Material provided below:

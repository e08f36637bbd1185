//! Profile settings action
//!
//! Unlike the admin actions this one reports per-field errors back to the
//! settings form.

use super::pipeline::{self, Gate};
use super::{required, ActionContext};
use crate::models::{FormData, ProfileFormState, UpdateProfileRequest};
use crate::utils::errors::ActionError;

pub const PROFILE_PATHS: &[&str] = &["/settings", "/", "/admin/users"];

pub const SUCCESS_MESSAGE: &str = "Profile updated successfully";

pub const MIN_GRADUATION_YEAR: i32 = 2000;
pub const MAX_GRADUATION_YEAR: i32 = 2100;

/// Validate the settings form, collecting every field error
pub fn parse_profile_form(form: &FormData) -> Result<UpdateProfileRequest, ProfileFormState> {
    let mut state = ProfileFormState::default();

    let preferred_name = required(form.get("preferred_name"));
    if preferred_name.is_none() {
        state.add_field_error("preferred_name", "Preferred name is required");
    }

    let major = required(form.get("major"));
    if major.is_none() {
        state.add_field_error("major", "Major is required");
    }

    let graduation_year = form
        .get("graduation_year")
        .and_then(|v| v.trim().parse::<i32>().ok())
        .filter(|year| (MIN_GRADUATION_YEAR..=MAX_GRADUATION_YEAR).contains(year));
    if graduation_year.is_none() {
        state.add_field_error(
            "graduation_year",
            format!(
                "Graduation year must be between {} and {}",
                MIN_GRADUATION_YEAR, MAX_GRADUATION_YEAR
            ),
        );
    }

    match (preferred_name, major, graduation_year) {
        (Some(preferred_name), Some(major), Some(graduation_year)) => Ok(UpdateProfileRequest {
            preferred_name,
            major,
            graduation_year,
        }),
        _ => Err(state),
    }
}

/// Update the session user's own profile
pub async fn update_profile(ctx: &ActionContext, form: &FormData) -> ProfileFormState {
    let db = &ctx.db;
    let mut field_errors = None;

    let outcome = pipeline::execute(
        ctx,
        "update_profile",
        Gate::Owner,
        |auth| match parse_profile_form(form) {
            Ok(request) => Ok((auth.user_id(), request)),
            Err(state) => {
                field_errors = Some(state);
                Err(ActionError::Validation("Invalid profile".to_string()))
            }
        },
        |(id, request)| async move { db.profiles.update_details(id, &request).await },
        PROFILE_PATHS,
    )
    .await;

    match (outcome, field_errors) {
        (Ok(()), _) => ProfileFormState::succeeded(SUCCESS_MESSAGE),
        (Err(_), Some(state)) => state,
        (Err(e), None) => ProfileFormState::failed(e.to_string()),
    }
}
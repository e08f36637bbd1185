//! Test context for unified test setup
//!
//! Wires a `ServiceFactory` around the in-memory backend and page cache,
//! with one admin and one member session already registered.

use std::sync::Arc;

use axum::Router;
use uuid::Uuid;

use SsaDashboard::backend::Session;
use SsaDashboard::config::Settings;
use SsaDashboard::database::DatabaseService;
use SsaDashboard::services::{ActionContext, MemoryPageCache, ServiceFactory};

use super::memory_backend::MemoryBackend;
use super::test_data::profile_row;

pub const ADMIN_TOKEN: &str = "admin-token";
pub const MEMBER_TOKEN: &str = "member-token";

pub struct TestContext {
    pub backend: Arc<MemoryBackend>,
    pub cache: Arc<MemoryPageCache>,
    pub services: Arc<ServiceFactory>,
    pub settings: Settings,
    pub admin_id: Uuid,
    pub member_id: Uuid,
}

impl TestContext {
    pub fn new() -> Self {
        Self::with_settings(test_settings())
    }

    pub fn with_settings(settings: Settings) -> Self {
        let _ = tracing_subscriber::fmt().with_test_writer().try_init();

        let backend = Arc::new(MemoryBackend::new());
        let admin_id = Uuid::new_v4();
        let member_id = Uuid::new_v4();
        backend.add_session(ADMIN_TOKEN, admin_id);
        backend.add_session(MEMBER_TOKEN, member_id);
        backend.seed(
            "profiles",
            vec![
                profile_row(admin_id, "Ada", "admin"),
                profile_row(member_id, "Max", "member"),
            ],
        );

        let cache = Arc::new(MemoryPageCache::new(settings.cache.ttl_seconds));
        let services = Arc::new(ServiceFactory::new(
            settings.clone(),
            backend.clone(),
            cache.clone(),
        ));

        Self {
            backend,
            cache,
            services,
            settings,
            admin_id,
            member_id,
        }
    }

    pub fn admin(&self) -> ActionContext {
        self.services.action_context(Session::with_token(ADMIN_TOKEN))
    }

    pub fn member(&self) -> ActionContext {
        self.services.action_context(Session::with_token(MEMBER_TOKEN))
    }

    pub fn anonymous(&self) -> ActionContext {
        self.services.action_context(Session::anonymous())
    }

    pub fn database(&self, token: &str) -> DatabaseService {
        self.services.database(Session::with_token(token))
    }

    pub fn router(&self) -> Router {
        SsaDashboard::create_router(self.services.clone())
    }
}

/// Defaults with a fixed offset and rate limiting loose enough for tests
pub fn test_settings() -> Settings {
    let mut settings = Settings::default();
    settings.backend.anon_key = "test-anon-key".to_string();
    settings.features.rate_limit_per_minute = 1000;
    settings
}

End of Material provided.

Could you copy every record above exactly as written?

repository e08f36637bbd1185
//! Profile settings action
//!
//! Unlike the admin actions this one reports per-field errors back to the
//! settings form.

use super::pipeline::{self, Gate};
use super::{required, ActionContext};
use crate::models::{FormData, ProfileFormState, UpdateProfileRequest};
use crate::utils::errors::ActionError;

pub const PROFILE_PATHS: &[&str] = &["/settings", "/", "/admin/users"];

pub const SUCCESS_MESSAGE: &str = "Profile updated successfully";

pub const MIN_GRADUATION_YEAR: i32 = 2000;
pub const MAX_GRADUATION_YEAR: i32 = 2100;

/// Validate the settings form, collecting every field error
pub fn parse_profile_form(form: &FormData) -> Result<UpdateProfileRequest, ProfileFormState> {
    let mut state = ProfileFormState::default();

    let preferred_name = required(form.get("preferred_name"));
    if preferred_name.is_none() {
        state.add_field_error("preferred_name", "Preferred name is required");
    }

    let major = required(form.get("major"));
    if major.is_none() {
        state.add_field_error("major", "Major is required");
    }

    let graduation_year = form
        .get("graduation_year")
        .and_then(|v| v.trim().parse::<i32>().ok())
        .filter(|year| (MIN_GRADUATION_YEAR..=MAX_GRADUATION_YEAR).contains(year));
    if graduation_year.is_none() {
        state.add_field_error(
            "graduation_year",
            format!(
                "Graduation year must be between {} and {}",
                MIN_GRADUATION_YEAR, MAX_GRADUATION_YEAR
            ),
        );
    }

    match (preferred_name, major, graduation_year) {
        (Some(preferred_name), Some(major), Some(graduation_year)) => Ok(UpdateProfileRequest {
            preferred_name,
            major,
            graduation_year,
        }),
        _ => Err(state),
    }
}

/// Update the session user's own profile
pub async fn update_profile(ctx: &ActionContext, form: &FormData) -> ProfileFormState {
    let db = &ctx.db;
    let mut field_errors = None;

    let outcome = pipeline::execute(
        ctx,
        "update_profile",
        Gate::Owner,
        |auth| match parse_profile_form(form) {
            Ok(request) => Ok((auth.user_id(), request)),
            Err(state) => {
                field_errors = Some(state);
                Err(ActionError::Validation("Invalid profile".to_string()))
            }
        },
        |(id, request)| async move { db.profiles.update_details(id, &request).await },
        PROFILE_PATHS,
    )
    .await;

    match (outcome, field_errors) {
        (Ok(()), _) => ProfileFormState::succeeded(SUCCESS_MESSAGE),
        (Err(_), Some(state)) => state,
        (Err(e), None) => ProfileFormState::failed(e.to_string()),
    }
}
repository e08f36637bbd1185
//! Test context for unified test setup
//!
//! Wires a `ServiceFactory` around the in-memory backend and page cache,
//! with one admin and one member session already registered.

use std::sync::Arc;

use axum::Router;
use uuid::Uuid;

use SsaDashboard::backend::Session;
use SsaDashboard::config::Settings;
use SsaDashboard::database::DatabaseService;
use SsaDashboard::services::{ActionContext, MemoryPageCache, ServiceFactory};

use super::memory_backend::MemoryBackend;
use super::test_data::profile_row;

pub const ADMIN_TOKEN: &str = "admin-token";
pub const MEMBER_TOKEN: &str = "member-token";

pub struct TestContext {
    pub backend: Arc<MemoryBackend>,
    pub cache: Arc<MemoryPageCache>,
    pub services: Arc<ServiceFactory>,
    pub settings: Settings,
    pub admin_id: Uuid,
    pub member_id: Uuid,
}

impl TestContext {
    pub fn new() -> Self {
        Self::with_settings(test_settings())
    }

    pub fn with_settings(settings: Settings) -> Self {
        let _ = tracing_subscriber::fmt().with_test_writer().try_init();

        let backend = Arc::new(MemoryBackend::new());
        let admin_id = Uuid::new_v4();
        let member_id = Uuid::new_v4();
        backend.add_session(ADMIN_TOKEN, admin_id);
        backend.add_session(MEMBER_TOKEN, member_id);
        backend.seed(
            "profiles",
            vec![
                profile_row(admin_id, "Ada", "admin"),
                profile_row(member_id, "Max", "member"),
            ],
        );

        let cache = Arc::new(MemoryPageCache::new(settings.cache.ttl_seconds));
        let services = Arc::new(ServiceFactory::new(
            settings.clone(),
            backend.clone(),
            cache.clone(),
        ));

        Self {
            backend,
            cache,
            services,
            settings,
            admin_id,
            member_id,
        }
    }

    pub fn admin(&self) -> ActionContext {
        self.services.action_context(Session::with_token(ADMIN_TOKEN))
    }

    pub fn member(&self) -> ActionContext {
        self.services.action_context(Session::with_token(MEMBER_TOKEN))
    }

    pub fn anonymous(&self) -> ActionContext {
        self.services.action_context(Session::anonymous())
    }

    pub fn database(&self, token: &str) -> DatabaseService {
        self.services.database(Session::with_token(token))
    }

    pub fn router(&self) -> Router {
        SsaDashboard::create_router(self.services.clone())
    }
}

/// Defaults with a fixed offset and rate limiting loose enough for tests
pub fn test_settings() -> Settings {
    let mut settings = Settings::default();
    settings.backend.anon_key = "test-anon-key".to_string();
    settings.features.rate_limit_per_minute = 1000;
    settings
}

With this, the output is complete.